St Paul’s Church and hall, in St Paul’s Avenue, will be knocked down for a development of 27 flats – which would be served by 18 parking spaces.

The Vale of Glamorgan’s planning committee approved the plans on Wednesday, July 31 despite concerns raised over an “unacceptable scale and design” of the new flats.

Nearby resident, John Lawrence told the committee: “The height, mass and external appearance will result in a high-scale, overbearing building”.

Planning officers say the new building would not be much more dominant over the area than the current church.

But Cllr Nic Hodges, committee member who objected to the plans, said: “It’s an important building, it’s a historic building.

“It deserves care, attention, love and forethought from this council.

“This will become, in a time, a site we will not be proud of.”

Barry Town Council, which strongly objected to the plans, has said: “The proposed development is unacceptable in scale and design and due to its elevated position above the St Paul’s Avenue street levels and would be an incongruous feature in the street scene resulting in overshadowing, overbearing and dominate the surrounding residential properties and area

“The design of the proposed development does little to reflect the character, heritage, integrity and robustness of the former St.
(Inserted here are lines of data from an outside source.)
//! Drag gesture state machine
//!
//! ```text
//!          Down on thumb touch rect
//!   Idle ─────────────────────────────▶ Dragging
//!    ▲                                    │  Move: set value, ValueChange
//!    └──────── Release / Terminate ◀──────┘
//!                SlidingComplete
//! ```
//!
//! Only a touch-down that lands inside the thumb's touch rectangle claims
//! the gesture. Once claimed it is never handed back voluntarily; the
//! gesture ends on release or when the host terminates it.

use glide_animation::AnimatedValue;
use glide_core::{PanDelta, PanEvent, Point};

use crate::mapper::ValueMapper;
use crate::touch_area::TouchArea;

/// Lifecycle notifications produced by the gesture controller
#[derive(Clone, Copy, Debug, PartialEq)]
pub enum SliderEvent {
    /// The gesture was granted; carries the value at grant time
    SlidingStart(f32),
    /// The value changed during a drag
    ValueChange(f32),
    /// The gesture ended; carries the final value
    SlidingComplete(f32),
}

impl SliderEvent {
    pub fn value(&self) -> f32 {
        match *self {
            SliderEvent::SlidingStart(v)
            | SliderEvent::ValueChange(v)
            | SliderEvent::SlidingComplete(v) => v,
        }
    }
}

/// State captured when a drag is granted
#[derive(Clone, Copy, Debug, PartialEq)]
pub struct DragSession {
    /// Thumb offset at grant time
    pub start_offset: f32,
}

impl DragSession {
    fn offset_for(&self, delta: PanDelta) -> f32 {
        self.start_offset + delta.dx
    }
}

/// Controller phase
#[derive(Clone, Copy, Debug, Default, PartialEq)]
pub enum GesturePhase {
    #[default]
    Idle,
    Dragging(DragSession),
}

/// Everything the controller reads from the slider for one event
#[derive(Clone, Copy, Debug)]
pub struct GestureContext {
    pub mapper: ValueMapper,
    /// `None` until all parts have been measured
    pub track_length: Option<f32>,
    /// `None` until all parts have been measured
    pub touch_area: Option<TouchArea>,
    pub disabled: bool,
}

impl GestureContext {
    fn thumb_offset(&self, value: f32) -> f32 {
        self.track_length
            .map(|length| self.mapper.value_to_pixel_offset(value, length))
            .unwrap_or(0.0)
    }

    fn value_at(&self, offset: f32) -> f32 {
        self.mapper
            .pixel_offset_to_value(offset, self.track_length.unwrap_or(0.0))
    }

    /// Whether a touch-down at `location` lands on the thumb
    pub fn hit_test(&self, location: Point) -> bool {
        self.touch_area
            .map(|area| area.hits_thumb(location))
            .unwrap_or(false)
    }
}

/// Idle/Dragging state machine driving the slider value from pan events
#[derive(Clone, Copy, Debug, Default)]
pub struct GestureController {
    phase: GesturePhase,
}

impl GestureController {
    pub fn new() -> Self {
        Self::default()
    }

    pub fn phase(&self) -> GesturePhase {
        self.phase
    }

    pub fn is_dragging(&self) -> bool {
        matches!(self.phase, GesturePhase::Dragging(_))
    }

    /// Moves never claim the gesture; only a touch-down on the thumb does
    pub fn should_claim_on_move(&self) -> bool {
        false
    }

    /// Whether to hand the gesture to another responder that asks for it
    pub fn allow_termination(&self) -> bool {
        false
    }

    /// Apply one pan event
    ///
    /// Drag updates are written to `value` immediately, never animated.
    pub fn handle<V>(
        &mut self,
        event: PanEvent,
        ctx: &GestureContext,
        value: &mut V,
    ) -> Option<SliderEvent>
    where
        V: AnimatedValue + ?Sized,
    {
        match (self.phase, event) {
            (GesturePhase::Idle, PanEvent::Down { location }) => {
                if !ctx.hit_test(location) {
                    tracing::trace!(x = location.x, y = location.y, "touch missed thumb");
                    return None;
                }
                let current = value.get();
                let start_offset = ctx.thumb_offset(current);
                self.phase = GesturePhase::Dragging(DragSession { start_offset });
                tracing::debug!(value = current, start_offset, "GestureController: drag granted");
                Some(SliderEvent::SlidingStart(current))
            }
            (GesturePhase::Idle, _) => None,

            (GesturePhase::Dragging(_), PanEvent::Down { .. }) => {
                tracing::trace!("GestureController: ignoring touch-down while dragging");
                None
            }
            (GesturePhase::Dragging(session), PanEvent::Move(delta)) => {
                if ctx.disabled {
                    return None;
                }
                let next = ctx.value_at(session.offset_for(delta));
                value.set(next);
                tracing::trace!(dx = delta.dx, value = next, "drag move");
                Some(SliderEvent::ValueChange(next))
            }
            (
                GesturePhase::Dragging(session),
                PanEvent::Release(delta) | PanEvent::Terminate(delta),
            ) => {
                self.phase = GesturePhase::Idle;
                if ctx.disabled {
                    tracing::debug!("GestureController: drag ended while disabled");
                    return None;
                }
                let next = ctx.value_at(session.offset_for(delta));
                value.set(next);
                tracing::debug!(value = next, "GestureController: drag complete");
                Some(SliderEvent::SlidingComplete(next))
            }
        }
    }
}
Paul’s Church and the area.”

The church is not listed or recognised as a county treasure, which means its demolition can’t be prevented, a council report said.

Planning officers said initially 31 flats were proposed at the site but this was scaled down by applicant Hafod Housing Association following concerns raised about the size of the building.

Steffan Harries, for agents LRM Planning, said there would be a significant cost in refurbishing the current church and said it would “provide much needed affordable housing on an otherwise redundant site”.

The planning application said: “The scheme will provide a mix and range of affordable housing to meet current needs. The scheme will entirely consist of general needs affordable housing”.

A council planning report said: “The building would be wider than the existing church and in parts the eaves would be higher, however, it is considered that the building would not be materially more dominant in the street scene and it would not appear over scaled or visually harmful.”

The plans were approved by a majority vote with Cllrs Ian Johnson, Nic Hodges, and Leighton Rowlands voting against.